* **Exercise aim**: Find every line in the records below that contains "tests", and copy it.

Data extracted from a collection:
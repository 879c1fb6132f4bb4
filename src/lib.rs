//! dynload - runtime resolution and loading of native shared libraries
//!
//! Locates platform shared libraries (`.so`, `.dylib`, `.dll`) by bare name,
//! decorated name, or explicit path, following each OS family's search-order
//! conventions, then loads the resolved file and binds exported symbols
//! through one uniform native-loader contract.
//!
//! The two halves compose but stand alone: [`LibraryPathResolver`] turns an
//! identifier into a concrete on-disk location (or the current-process
//! marker), and [`PlatformLoader`] turns that location into a live
//! [`LibraryHandle`] with symbol resolution and deterministic close.

pub mod loader;
pub mod logging;
pub mod platform;
pub mod probe;
pub mod resolver;

// Re-export the public surface
pub use loader::{
    LibraryHandle, LoadError, NativeError, NativeLoader, PlatformLoader, SymbolError, SymbolFlags,
};
pub use platform::{Platform, UnsupportedPlatformError};
pub use probe::{HostProbe, SystemProbe};
pub use resolver::{
    library_candidates, LibraryIdentifier, LibraryPathResolver, LocalPathResolver, PathResolver,
    ResolveError, ResolveResult, ResolvedLibrary,
};
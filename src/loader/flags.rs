//! Symbol-resolution flags.
//!
//! RTLD-style bit flags controlling binding eagerness and symbol visibility.
//! Translated to the platform's native constants at the loader boundary;
//! the Windows back end accepts and ignores them (LoadLibrary has no
//! equivalent).

use std::ops::BitOr;

/// Binding and visibility flags for [`super::PlatformLoader::load`].
#[derive(Debug, Clone, Copy, PartialEq, Eq)]
pub struct SymbolFlags(u8);

impl SymbolFlags {
    /// Resolve symbols only on first use.
    pub const LAZY: Self = Self(0b0001);
    /// Resolve every symbol at load time.
    pub const NOW: Self = Self(0b0010);
    /// Symbols are not made available to subsequently loaded libraries.
    pub const LOCAL: Self = Self(0b0100);
    /// Symbols join the global scope.
    pub const GLOBAL: Self = Self(0b1000);

    /// Exactly one binding mode must be set.
    const BINDING_MASK: u8 = 0b0011;
    /// At most one visibility mode.
    const VISIBILITY_MASK: u8 = 0b1100;

    pub const fn union(self, other: Self) -> Self {
        Self(self.0 | other.0)
    }

    pub const fn contains(self, other: Self) -> bool {
        self.0 & other.0 == other.0
    }

    /// Returns `true` if the combination is a valid open mode.
    pub const fn is_valid(self) -> bool {
        let binding = self.0 & Self::BINDING_MASK;
        let visibility = self.0 & Self::VISIBILITY_MASK;
        (binding == Self::LAZY.0 || binding == Self::NOW.0)
            && visibility != Self::VISIBILITY_MASK
    }
}

impl Default for SymbolFlags {
    /// Platform-appropriate default: resolve on first use, local visibility.
    fn default() -> Self {
        Self::LAZY.union(Self::LOCAL)
    }
}

impl BitOr for SymbolFlags {
    type Output = Self;

    fn bitor(self, rhs: Self) -> Self {
        self.union(rhs)
    }
}

#[cfg(test)]
mod tests {
    use super::*;

    #[test]
    fn test_default_is_lazy_local() {
        let flags = SymbolFlags::default();
        assert!(flags.contains(SymbolFlags::LAZY));
        assert!(flags.contains(SymbolFlags::LOCAL));
        assert!(!flags.contains(SymbolFlags::NOW));
        assert!(!flags.contains(SymbolFlags::GLOBAL));
    }

    #[test]
    fn test_valid_flags() {
        assert!(SymbolFlags::LAZY.is_valid());
        assert!(SymbolFlags::NOW.is_valid());
        assert!((SymbolFlags::LAZY | SymbolFlags::GLOBAL).is_valid());
        assert!((SymbolFlags::NOW | SymbolFlags::LOCAL).is_valid());
        assert!(!SymbolFlags(0).is_valid());
        assert!(!(SymbolFlags::LAZY | SymbolFlags::NOW).is_valid());
        assert!(!(SymbolFlags::LAZY | SymbolFlags::LOCAL | SymbolFlags::GLOBAL).is_valid());
    }

    #[test]
    fn test_union_is_commutative() {
        assert_eq!(
            SymbolFlags::NOW | SymbolFlags::GLOBAL,
            SymbolFlags::GLOBAL | SymbolFlags::NOW
        );
    }
}
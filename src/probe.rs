//! Host access seam - filesystem and environment probes.
//!
//! All lookups a resolver performs against the running system go through
//! [`HostProbe`], so tests can substitute an in-memory fake for any OS family
//! without mutating process-wide state.

use std::fs;
use std::path::{Path, PathBuf};

/// Read-only view of the host the resolvers search.
pub trait HostProbe: Send + Sync {
    /// True when `path` names an existing regular file. Every filesystem
    /// error (absent, permission denied) is uniformly "not here".
    fn file_exists(&self, path: &Path) -> bool;

    /// Non-empty value of an environment variable.
    fn env_var(&self, name: &str) -> Option<String>;

    fn current_dir(&self) -> Option<PathBuf>;

    /// Directory containing the entry executable.
    fn current_exe_dir(&self) -> Option<PathBuf>;

    /// Directory containing the currently executing module. Coincides with
    /// [`Self::current_exe_dir`] in a statically linked program; only
    /// consulted as a fallback when it differs.
    fn current_module_dir(&self) -> Option<PathBuf> {
        self.current_exe_dir()
    }

    /// Windows system directory (System32). `None` elsewhere.
    fn system_directory(&self) -> Option<PathBuf> {
        None
    }

    /// Windows OS directory. `None` elsewhere.
    fn windows_directory(&self) -> Option<PathBuf> {
        None
    }

    /// Raw bytes of the dynamic loader cache file, where the platform keeps
    /// one (Linux/BSD `/etc/ld.so.cache`).
    fn loader_cache(&self) -> Option<Vec<u8>> {
        None
    }

    /// Make `path` absolute against the probe's current directory. No
    /// symlink resolution.
    fn absolutize(&self, path: &Path) -> PathBuf {
        if path.is_absolute() {
            return path.to_path_buf();
        }
        match self.current_dir() {
            Some(dir) => dir.join(path),
            None => path.to_path_buf(),
        }
    }
}

/// Linux/BSD dynamic loader cache location.
const LD_SO_CACHE: &str = "/etc/ld.so.cache";

/// The real host, backed by `std::fs` / `std::env` and, on Windows, the
/// kernel32 directory queries.
#[derive(Debug, Default, Clone, Copy)]
pub struct SystemProbe;

impl SystemProbe {
    pub fn new() -> Self {
        Self
    }
}

impl HostProbe for SystemProbe {
    fn file_exists(&self, path: &Path) -> bool {
        fs::metadata(path).map(|m| m.is_file()).unwrap_or(false)
    }

    fn env_var(&self, name: &str) -> Option<String> {
        std::env::var(name).ok().filter(|v| !v.is_empty())
    }

    fn current_dir(&self) -> Option<PathBuf> {
        std::env::current_dir().ok()
    }

    fn current_exe_dir(&self) -> Option<PathBuf> {
        std::env::current_exe()
            .ok()
            .and_then(|exe| exe.parent().map(Path::to_path_buf))
    }

    fn system_directory(&self) -> Option<PathBuf> {
        windows_dirs::system_directory()
    }

    fn windows_directory(&self) -> Option<PathBuf> {
        windows_dirs::windows_directory()
    }

    fn loader_cache(&self) -> Option<Vec<u8>> {
        fs::read(LD_SO_CACHE).ok()
    }
}

#[cfg(windows)]
mod windows_dirs {
    use std::ffi::OsString;
    use std::os::windows::ffi::OsStringExt;
    use std::path::PathBuf;

    use winapi::um::sysinfoapi::{GetSystemDirectoryW, GetWindowsDirectoryW};

    const MAX_PATH: usize = 260;

    fn query(f: unsafe extern "system" fn(*mut u16, u32) -> u32) -> Option<PathBuf> {
        let mut buf = [0u16; MAX_PATH];
        let len = unsafe { f(buf.as_mut_ptr(), buf.len() as u32) } as usize;
        if len == 0 || len > buf.len() {
            return None;
        }
        Some(PathBuf::from(OsString::from_wide(&buf[..len])))
    }

    pub(super) fn system_directory() -> Option<PathBuf> {
        query(GetSystemDirectoryW)
    }

    pub(super) fn windows_directory() -> Option<PathBuf> {
        query(GetWindowsDirectoryW)
    }
}

#[cfg(not(windows))]
mod windows_dirs {
    use std::path::PathBuf;

    pub(super) fn system_directory() -> Option<PathBuf> {
        None
    }

    pub(super) fn windows_directory() -> Option<PathBuf> {
        None
    }
}
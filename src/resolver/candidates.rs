//! Candidate filename generation.
//!
//! Pure function of (identifier, platform family); never touches the
//! filesystem and always yields at least the bare name. Order is priority:
//! the first candidate that exists anywhere wins.

use crate::platform::Platform;

/// Generate the ordered filename variants a platform's loader would accept.
///
/// An identifier carrying directory components is decorated on its filename
/// alone, with the parent directory re-attached to every variant.
pub(super) fn generate(identifier: &str, platform: Platform) -> Vec<String> {
    let (parent, name) = split_identifier(identifier, platform);

    let mut candidates = vec![name.to_string()];

    match platform {
        Platform::Windows => {
            if !name.ends_with(".dll") {
                candidates.push(format!("{name}.dll"));
            }
        }
        Platform::Linux | Platform::Bsd | Platform::MacOs => {
            let prefix = platform.shared_lib_prefix();
            let suffix = platform.shared_lib_suffix();
            let no_suffix = !name.ends_with(suffix);
            let no_prefix = !name.starts_with(prefix);

            if no_suffix {
                candidates.push(format!("{name}{suffix}"));
            }
            if no_prefix {
                candidates.push(format!("{prefix}{name}"));
            }
            if no_prefix && no_suffix {
                candidates.push(format!("{prefix}{name}{suffix}"));
            }
        }
    }

    if let Some(dir) = parent {
        let sep = platform.main_separator();
        candidates = candidates
            .into_iter()
            .map(|candidate| rejoin(dir, sep, &candidate))
            .collect();
    }

    candidates
}

/// True when the identifier names a path rather than a bare library.
pub(super) fn has_directory(identifier: &str, platform: Platform) -> bool {
    identifier.contains('/') || (platform == Platform::Windows && identifier.contains('\\'))
}

/// Split an identifier into its parent directory and filename. Separators
/// are `/` everywhere plus `\` on the Windows family, independent of the
/// host the code runs on.
fn split_identifier(identifier: &str, platform: Platform) -> (Option<&str>, &str) {
    let split_at = identifier
        .rfind(|ch: char| ch == '/' || (platform == Platform::Windows && ch == '\\'));
    match split_at {
        // Separators are ASCII, so +1 lands on a char boundary.
        Some(idx) => (Some(&identifier[..idx]), &identifier[idx + 1..]),
        None => (None, identifier),
    }
}

fn rejoin(dir: &str, sep: char, file: &str) -> String {
    // An empty dir comes from a root-anchored identifier like "/foo".
    if dir.ends_with(sep) {
        format!("{dir}{file}")
    } else {
        format!("{dir}{sep}{file}")
    }
}
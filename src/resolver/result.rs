//! Resolution identifiers and outcomes.

use std::fmt;
use std::path::{Path, PathBuf};

/// Sentinel name meaning "bind against the running process image" (Mono
/// convention, kept for compatibility).
pub const CURRENT_PROCESS_SENTINEL: &str = "__Internal";

/// Caller-supplied name of a library to resolve.
#[derive(Debug, Clone, PartialEq, Eq, Hash)]
pub enum LibraryIdentifier {
    /// A bare name, decorated name, or relative/absolute path.
    Named(String),
    /// The running process's own image.
    CurrentProcess,
}

impl LibraryIdentifier {
    /// Parse a raw identifier string. Empty input is a caller error.
    pub fn parse(raw: &str) -> Result<Self, ResolveError> {
        if raw.is_empty() {
            return Err(ResolveError::EmptyName);
        }
        if raw == CURRENT_PROCESS_SENTINEL {
            Ok(Self::CurrentProcess)
        } else {
            Ok(Self::Named(raw.to_string()))
        }
    }
}

impl fmt::Display for LibraryIdentifier {
    fn fmt(&self, f: &mut fmt::Formatter<'_>) -> fmt::Result {
        match self {
            Self::Named(name) => f.write_str(name),
            Self::CurrentProcess => f.write_str(CURRENT_PROCESS_SENTINEL),
        }
    }
}

/// Successful resolution: a concrete file, or the current-process marker.
#[derive(Debug, Clone, PartialEq, Eq)]
pub enum ResolvedLibrary {
    File(PathBuf),
    CurrentProcess,
}

impl ResolvedLibrary {
    /// The resolved on-disk path; `None` for the current-process marker.
    pub fn path(&self) -> Option<&Path> {
        match self {
            Self::File(path) => Some(path),
            Self::CurrentProcess => None,
        }
    }
}

impl fmt::Display for ResolvedLibrary {
    fn fmt(&self, f: &mut fmt::Formatter<'_>) -> fmt::Result {
        match self {
            Self::File(path) => write!(f, "{}", path.display()),
            Self::CurrentProcess => f.write_str("<current process>"),
        }
    }
}

/// Why a resolution step (or the whole search) failed.
#[derive(Debug, Clone, PartialEq, Eq)]
pub enum ResolveError {
    /// Empty identifier string.
    EmptyName,
    /// No copy exists in the executable-adjacent directories.
    NoLocalCopy { library: String },
    /// No copy exists in the OS-defined search locations.
    NotInSystemPaths { library: String },
    /// The search exhausted every scope.
    NotFound { library: String },
}

impl fmt::Display for ResolveError {
    fn fmt(&self, f: &mut fmt::Formatter<'_>) -> fmt::Result {
        match self {
            Self::EmptyName => write!(f, "library name must not be empty"),
            Self::NoLocalCopy { library } => {
                write!(f, "no local copy of the given library could be found: {}", library)
            }
            Self::NotInSystemPaths { library } => {
                write!(f, "the library was not found in any OS search path: {}", library)
            }
            Self::NotFound { library } => write!(
                f,
                "the specified library was not found in any of the loader search paths: {}",
                library
            ),
        }
    }
}

impl std::error::Error for ResolveError {}

/// Outcome of every resolution step; first success wins.
pub type ResolveResult = Result<ResolvedLibrary, ResolveError>;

* **Answer box**:
mod tests {
//! [`HostProbe`], so tests can substitute an in-memory fake for any OS family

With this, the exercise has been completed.